L'industrie de la mode réalise enfin qu'elle doit changer.

upcycling mode greenwashing

Selon un rapport des Nations Unies, il faut 7 500 litres d’eau pour fabriquer un jean, ce qui équivaut à l’eau bue par un être humain pendant sept ans. Entre le gaspillage massif et la problématique de la violation des droits de l’homme, l’industrie de la mode nécessite un réel changement. Ces dernières années, l’idée de développer de nouvelles façons de produire et de sortir des collections plus éthiques gagne du terrain dans le monde de la mode : les groupes Kering, LVMH et les marques Nike, The North Face, Lacoste et adidas entre autres, redéfinissent leurs engagements.

Tous les ans, le cabinet américain de conseil en stratégie McKinsey et le BoF (Business of Fashion) dévoilent leur rapport « State of Fashion » sur l’état du marché de la mode. Depuis deux ans, c’est la question de la durabilité dans la mode qui devient prioritaire. Le rapport de novembre 2019 montre une volonté d’utiliser des matières plus respectueuses de l’environnement et une plus grande transparence vis-à-vis du consommateur. L’industrie doit donc revoir son fonctionnement et mettre en place des actions concrètes pour atteindre son objectif de durabilité.

Des consommateurs de plus en plus exigeants

Les réseaux sociaux ont accéléré la transparence vis-à-vis de tout. Aujourd’hui, on peut dialoguer en direct avec n’importe quelle marque et n’importe quel personnage médiatique ou politique. Donc finalement la transparence on la veut partout. On la veut aussi dans la mode.

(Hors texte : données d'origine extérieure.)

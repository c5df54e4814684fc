//! Executes `HttpRequest` values against the network.
//!
//! # Design
//! The core never performs I/O itself; `Transport` is the seam where a host
//! plugs in. `UreqTransport` is the blocking implementation used by the query
//! layer and the end-to-end tests. Status codes are returned as data (ureq's
//! status-as-error behavior is disabled) so `RentalClient` owns their
//! interpretation. No timeout is configured: a request waits until the
//! underlying connection resolves or fails.

use tracing::debug;

use crate::error::ApiError;
use crate::http::{HttpMethod, HttpRequest, HttpResponse};

/// Performs one HTTP round-trip.
pub trait Transport: Send + Sync {
    fn execute(&self, request: &HttpRequest) -> Result<HttpResponse, ApiError>;
}

impl<T: Transport + ?Sized> Transport for std::sync::Arc<T> {
    fn execute(&self, request: &HttpRequest) -> Result<HttpResponse, ApiError> {
        (**self).execute(request)
    }
}

/// Blocking transport backed by a `ureq` agent.
#[derive(Debug, Clone)]
pub struct UreqTransport {
    agent: ureq::Agent,
    origin: Option<String>,
}

impl Default for UreqTransport {
    fn default() -> Self {
        Self::new()
    }
}

impl UreqTransport {
    pub fn new() -> Self {
        let agent = ureq::Agent::config_builder()
            .http_status_as_error(false)
            .build()
            .new_agent();
        Self { agent, origin: None }
    }

    /// Origin used to resolve origin-relative request paths (`/api/v1/...`).
    pub fn with_origin(mut self, origin: &str) -> Self {
        self.origin = Some(origin.trim_end_matches('/').to_string());
        self
    }

    fn resolve(&self, path: &str) -> Result<String, ApiError> {
        if !path.starts_with('/') {
            return Ok(path.to_string());
        }
        match &self.origin {
            Some(origin) => Ok(format!("{origin}{path}")),
            None => Err(ApiError::Transport(format!(
                "relative path '{path}' requires a transport origin"
            ))),
        }
    }
}

impl Transport for UreqTransport {
    fn execute(&self, request: &HttpRequest) -> Result<HttpResponse, ApiError> {
        let url = self.resolve(&request.path)?;
        debug!(method = %request.method, url = %url, "API request");

        let result = match request.method {
            HttpMethod::Get => with_headers(self.agent.get(&url), &request.headers).call(),
            HttpMethod::Delete => with_headers(self.agent.delete(&url), &request.headers).call(),
            HttpMethod::Post => {
                let builder = with_headers(self.agent.post(&url), &request.headers);
                match &request.body {
                    Some(body) => builder.send(body.as_bytes()),
                    None => builder.send_empty(),
                }
            }
            HttpMethod::Put => {
                let builder = with_headers(self.agent.put(&url), &request.headers);
                match &request.body {
                    Some(body) => builder.send(body.as_bytes()),
                    None => builder.send_empty(),
                }
            }
        };
        let mut response = result.map_err(|e| ApiError::Transport(e.to_string()))?;

        let status = response.status().as_u16();
        debug!(status, url = %url, "API response");
        let headers = response
            .headers()
            .iter()
            .filter_map(|(name, value)| {
                value
                    .to_str()
                    .ok()
                    .map(|v| (name.as_str().to_string(), v.to_string()))
            })
            .collect();
        let body = response
            .body_mut()
            .read_to_vec()
            .map_err(|e| ApiError::Transport(e.to_string()))?;

        Ok(HttpResponse { status, headers, body })
    }
}

fn with_headers<B>(mut builder: ureq::RequestBuilder<B>, headers: &[(String, String)]) -> ureq::RequestBuilder<B> {
    for (name, value) in headers {
        builder = builder.header(name.as_str(), value.as_str());
    }
    builder
}
//! Value-shape normalization for well-known fields.
//!
//! Two independent rules keyed by field name, both applied recursively:
//!
//! - date fields: outgoing `YYYY-MM-DD` becomes `YYYY-MM-DDT00:00:00Z`;
//!   incoming `YYYY-MM-DDT00:00:00[.000]Z` is truncated to `YYYY-MM-DD`.
//!   Timestamps carrying a time of day are kept whole.
//! - monetary fields: an outgoing string that is purely numeric becomes a
//!   JSON number.
//!
//! Anything that does not match the exact recognized shape is left as is.
//! The allow-lists name each field in both conventions so the rules work
//! before and after key translation.

use std::sync::LazyLock;

use chrono::NaiveDate;
use regex::Regex;
use serde_json::{Number, Value};

pub const DATE_FIELDS: &[&str] = &["startDate", "endDate", "start_date", "end_date"];

pub const MONETARY_FIELDS: &[&str] = &["deposit", "rent", "amount", "price", "cost"];

static NUMERIC: LazyLock<Regex> = LazyLock::new(|| Regex::new(r"^-?\d+(\.\d+)?$").expect("numeric pattern"));

static MIDNIGHT_UTC: LazyLock<Regex> =
    LazyLock::new(|| Regex::new(r"^(\d{4}-\d{2}-\d{2})T00:00:00(\.0+)?Z$").expect("midnight pattern"));

pub fn is_date_field(key: &str) -> bool {
    DATE_FIELDS.contains(&key)
}

pub fn is_monetary_field(key: &str) -> bool {
    MONETARY_FIELDS.contains(&key)
}

/// Expand a plain calendar date to a midnight-UTC timestamp.
///
/// Returns `None` unless `s` is exactly `YYYY-MM-DD` and names a real day.
pub fn expand_date(s: &str) -> Option<String> {
    if !is_plain_date(s) {
        return None;
    }
    Some(format!("{s}T00:00:00Z"))
}

/// Truncate a midnight-UTC timestamp to its calendar-date portion.
///
/// Returns `None` unless `s` is `YYYY-MM-DDT00:00:00Z` (optionally with
/// all-zero fractional seconds) on a real day.
pub fn truncate_timestamp(s: &str) -> Option<String> {
    let date = MIDNIGHT_UTC.captures(s)?.get(1)?.as_str();
    is_plain_date(date).then(|| date.to_string())
}

fn is_plain_date(s: &str) -> bool {
    let bytes = s.as_bytes();
    let shape_ok = bytes.len() == 10
        && bytes[4] == b'-'
        && bytes[7] == b'-'
        && bytes.iter().enumerate().all(|(i, b)| i == 4 || i == 7 || b.is_ascii_digit());
    shape_ok && NaiveDate::parse_from_str(s, "%Y-%m-%d").is_ok()
}

/// Parse a purely numeric string into a JSON number.
pub fn parse_numeric(s: &str) -> Option<Number> {
    if !NUMERIC.is_match(s) {
        return None;
    }
    if s.contains('.') {
        s.parse::<f64>().ok().and_then(Number::from_f64)
    } else {
        s.parse::<i64>()
            .ok()
            .map(Number::from)
            .or_else(|| s.parse::<f64>().ok().and_then(Number::from_f64))
    }
}

/// Apply the outgoing rules: expand dates and coerce monetary strings.
pub fn normalize_outgoing(value: Value) -> Value {
    walk(value, &|key, v| match v {
        Value::String(s) if is_date_field(key) => match expand_date(&s) {
            Some(expanded) => Value::String(expanded),
            None => Value::String(s),
        },
        Value::String(s) if is_monetary_field(key) => match parse_numeric(&s) {
            Some(n) => Value::Number(n),
            None => Value::String(s),
        },
        other => other,
    })
}

/// Apply the incoming rules: truncate timestamps in date fields.
pub fn normalize_incoming(value: Value) -> Value {
    walk(value, &|key, v| match v {
        Value::String(s) if is_date_field(key) => match truncate_timestamp(&s) {
            Some(date) => Value::String(date),
            None => Value::String(s),
        },
        other => other,
    })
}

/// Depth-first walk that hands every primitive object member to `rule`
/// together with its key. Containers are recursed into, never rewritten.
fn walk(value: Value, rule: &dyn Fn(&str, Value) -> Value) -> Value {
    match value {
        Value::Object(map) => Value::Object(
            map.into_iter()
                .map(|(key, inner)| {
                    let inner = match inner {
                        Value::Object(_) | Value::Array(_) => walk(inner, rule),
                        primitive => rule(&key, primitive),
                    };
                    (key, inner)
                })
                .collect(),
        ),
        Value::Array(items) => Value::Array(items.into_iter().map(|v| walk(v, rule)).collect()),
        primitive => primitive,
    }
}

Carol Girod, fondatrice de Low Impact

Après plusieurs années de carrière chez Nike puis chez Kering, Carol Girod s’aperçoit que ses valeurs ne sont plus en phase avec les produits de ces marques. En 2020, elle fonde le label éco-responsable Low Impact. Selon Carol Girod à l’ère des réseaux sociaux, les marques n’ont plus d’autre choix que de s’engager pour une mode éthique. « Les réseaux sociaux ont accéléré la transparence vis-à-vis de tout. Aujourd’hui, on peut dialoguer en direct avec n’importe quelle marque et n’importe quel personnage médiatique ou politique. La transparence on la veut partout et aussi dans la mode » explique-t-elle.

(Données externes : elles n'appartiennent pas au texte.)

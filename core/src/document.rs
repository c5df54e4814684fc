//! Binary contract documents and their download file names.

use std::fs;
use std::path::{Path, PathBuf};

use crate::error::ApiError;

/// Raw document payload as returned by `contracts/{id}/document`.
#[derive(Debug, Clone, PartialEq)]
pub struct ContractDocument {
    pub bytes: Vec<u8>,
    pub content_type: Option<String>,
}

impl ContractDocument {
    pub fn len(&self) -> usize {
        self.bytes.len()
    }

    pub fn is_empty(&self) -> bool {
        self.bytes.is_empty()
    }

    /// Write the document into `dir` under `filename` and return the path.
    pub fn save(&self, dir: &Path, filename: &str) -> Result<PathBuf, ApiError> {
        let path = dir.join(filename);
        fs::write(&path, &self.bytes).map_err(|e| ApiError::Io(format!("{}: {e}", path.display())))?;
        tracing::debug!(path = %path.display(), bytes = self.bytes.len(), "saved contract document");
        Ok(path)
    }
}

/// `contract-<tenant-name>.pdf`
pub fn document_filename(tenant_name: &str) -> String {
    format!("contract-{}.pdf", sanitize(tenant_name))
}

/// `contract-<id>-v<version>.pdf`
pub fn version_document_filename(contract_id: &str, version_number: u32) -> String {
    format!("contract-{}-v{version_number}.pdf", sanitize(contract_id))
}

fn sanitize(part: &str) -> String {
    part.trim()
        .chars()
        .map(|c| match c {
            '/' | '\\' | ':' | '*' | '?' | '"' | '<' | '>' | '|' => '-',
            c if c.is_control() => '-',
            c => c,
        })
        .collect()
}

Tout part des consommateurs et surtout des plus jeunes : « Aujourd’hui ça ne suffit pas de dire que l’on est green ou que l’on source équitable. On veut des chiffres, on veut voir ce qu’il y a derrière. La jeunesse a grandi avec Instagram et a complètement conscience de ce qui est fake ». Les marques savent que la détérioration de leurs images peut avoir de graves conséquences sur leur économie. Récemment, face à des menaces de boycott, des marques comme Nike ou H&M ont été contraintes de s’engager à ne plus utiliser de coton du Xinjiang, où les Ouïghours sont soumis au travail forcé. La preuve qu’elles ne peuvent plus rien cacher aux consommateurs.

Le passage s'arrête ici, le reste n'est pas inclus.